Gather all lines with "rather" from the records.

====================

//! Second stage of the chain: handles `Bind`/`Unbind` directly (both
//! short-circuit here, since nothing later in the chain has anything to
//! do for either) and otherwise passes operations through unchanged.
//!
//! Credential verification itself is behind [`CredentialVerifier`] rather
//! than a direct `dirsrv-store` dependency, the same seam
//! `dirsrv_session::GroupMembershipResolver` uses for admin-authority
//! checks: this crate shouldn't need to know how a partition stores
//! `userPassword`, only that something can answer "do these credentials
//! authenticate this principal".

use crate::chain::{Interceptor, Invocation};
use crate::outcome::OperationOutcome;
use dirsrv_context::OperationContext;
use dirsrv_core::{Dn, DirectoryError, DirectoryResult, SchemaRegistry};
use dirsrv_session::{AuthLevel, Session};
use std::sync::Arc;

/// Answers whether a principal's supplied credentials are valid.
/// Implemented by whichever component holds a handle to the partition
/// nexus (the operation-manager façade, in practice), since that's what
/// actually has `userPassword` to compare against.
pub trait CredentialVerifier: Send + Sync {
    /// `true` if `credentials` (a simple-bind password, RFC 4513 §5.1.3)
    /// authenticates `principal`.
    fn verify_simple(&self, principal: &Dn, credentials: &[u8]) -> bool;
}

/// A verifier that rejects every non-anonymous bind; useful as a
/// placeholder before real credential storage is wired up, and in tests
/// that only exercise anonymous access.
pub struct NoCredentials;

impl CredentialVerifier for NoCredentials {
    fn verify_simple(&self, _principal: &Dn, _credentials: &[u8]) -> bool {
        false
    }
}

pub struct AuthenticationInterceptor {
    #[allow(dead_code)]
    schema: Arc<SchemaRegistry>,
    verifier: Arc<dyn CredentialVerifier>,
}

impl AuthenticationInterceptor {
    pub fn new(schema: Arc<SchemaRegistry>) -> Self {
        Self {
            schema,
            verifier: Arc::new(NoCredentials),
        }
    }

    pub fn with_verifier(mut self, verifier: Arc<dyn CredentialVerifier>) -> Self {
        self.verifier = verifier;
        self
    }
}

impl Interceptor for AuthenticationInterceptor {
    fn name(&self) -> &'static str {
        "authentication"
    }

    fn invoke(
        &self,
        ctx: &mut OperationContext,
        session: &mut Session,
        next: Invocation<'_>,
    ) -> DirectoryResult<OperationOutcome> {
        match &ctx.payload {
            dirsrv_context::OperationPayload::Bind { name, credentials } => {
                // RFC 4513 §5.1.1/§5.1.2: empty name and empty credentials
                // is an anonymous bind; empty credentials with a non-empty
                // name is an unauthenticated bind, which this server
                // refuses rather than silently granting anonymous access
                // under a stated identity.
                if name.is_root() && credentials.is_empty() {
                    session.bind(Dn::root(), AuthLevel::None);
                    return Ok(OperationOutcome::Bound);
                }
                if credentials.is_empty() {
                    return Err(DirectoryError::Unwilling(
                        "unauthenticated bind (empty credentials with a non-empty name) is refused"
                            .to_string(),
                    ));
                }
                if !self.verifier.verify_simple(name, credentials) {
                    return Err(DirectoryError::InvalidCredentials);
                }
                session.bind(name.clone(), AuthLevel::Simple);
                Ok(OperationOutcome::Bound)
            }
            dirsrv_context::OperationPayload::Unbind => {
                session.unbind();
                Ok(OperationOutcome::Unbound)
            }
            _ => next.proceed(ctx, session),
        }
    }
}

#[cfg(test)]
mod tests {
    use super::*;
    use dirsrv_context::OperationPayload;
    use dirsrv_core::schema::bootstrap_registry;
    use std::str::FromStr;

    struct FixedPassword(Dn, Vec<u8>);

    impl CredentialVerifier for FixedPassword {
        fn verify_simple(&self, principal: &Dn, credentials: &[u8]) -> bool {
            principal.equals(&self.0) && credentials == self.1.as_slice()
        }
    }

    fn chain_with(verifier: impl CredentialVerifier + 'static) -> crate::Chain {
        let schema = Arc::new(bootstrap_registry());
        crate::ChainBuilder::new()
            .push(AuthenticationInterceptor::new(schema).with_verifier(Arc::new(verifier)))
            .terminal(crate::stages::exception::ExceptionInterceptor::new())
    }

    #[test]
    fn anonymous_bind_succeeds_and_leaves_session_unauthenticated() {
        let chain = chain_with(NoCredentials);
        let mut ctx = OperationContext::new(OperationPayload::Bind {
            name: Dn::root(),
            credentials: vec![],
        });
        let mut session = Session::anonymous();
        let outcome = chain.dispatch(&mut ctx, &mut session).unwrap();
        assert_eq!(outcome, OperationOutcome::Bound);
        assert!(!session.is_authenticated());
    }

    #[test]
    fn unauthenticated_bind_is_refused() {
        let chain = chain_with(NoCredentials);
        let dn = Dn::from_str("uid=alice,dc=example").unwrap();
        let mut ctx = OperationContext::new(OperationPayload::Bind {
            name: dn,
            credentials: vec![],
        });
        let mut session = Session::anonymous();
        assert!(chain.dispatch(&mut ctx, &mut session).is_err());
    }

    #[test]
    fn simple_bind_with_correct_password_authenticates() {
        let dn = Dn::from_str("uid=alice,dc=example").unwrap();
        let chain = chain_with(FixedPassword(dn.clone(), b"hunter2".to_vec()));
        let mut ctx = OperationContext::new(OperationPayload::Bind {
            name: dn.clone(),
            credentials: b"hunter2".to_vec(),
        });
        let mut session = Session::anonymous();
        chain.dispatch(&mut ctx, &mut session).unwrap();
        assert!(session.is_authenticated());
        assert!(session.principal().equals(&dn));
    }

    #[test]
    fn simple_bind_with_wrong_password_is_rejected() {
        let dn = Dn::from_str("uid=alice,dc=example").unwrap();
        let chain = chain_with(FixedPassword(dn.clone(), b"hunter2".to_vec()));
        let mut ctx = OperationContext::new(OperationPayload::Bind {
            name: dn,
            credentials: b"wrong".to_vec(),
        });
        let mut session = Session::anonymous();
        assert!(chain.dispatch(&mut ctx, &mut session).is_err());
    }

    #[test]
    fn unbind_resets_session_to_anonymous() {
        let dn = Dn::from_str("uid=alice,dc=example").unwrap();
        let chain = chain_with(FixedPassword(dn.clone(), b"hunter2".to_vec()));
        let mut session = Session::anonymous();
        session.bind(dn, AuthLevel::Simple);
        let mut ctx = OperationContext::new(OperationPayload::Unbind);
        let outcome = chain.dispatch(&mut ctx, &mut session).unwrap();
        assert_eq!(outcome, OperationOutcome::Unbound);
        assert!(!session.is_authenticated());
    }
}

====================

# [RESPONSE AREA]
//! Credential verification itself is behind [`CredentialVerifier`] rather
                // refuses rather than silently granting anonymous access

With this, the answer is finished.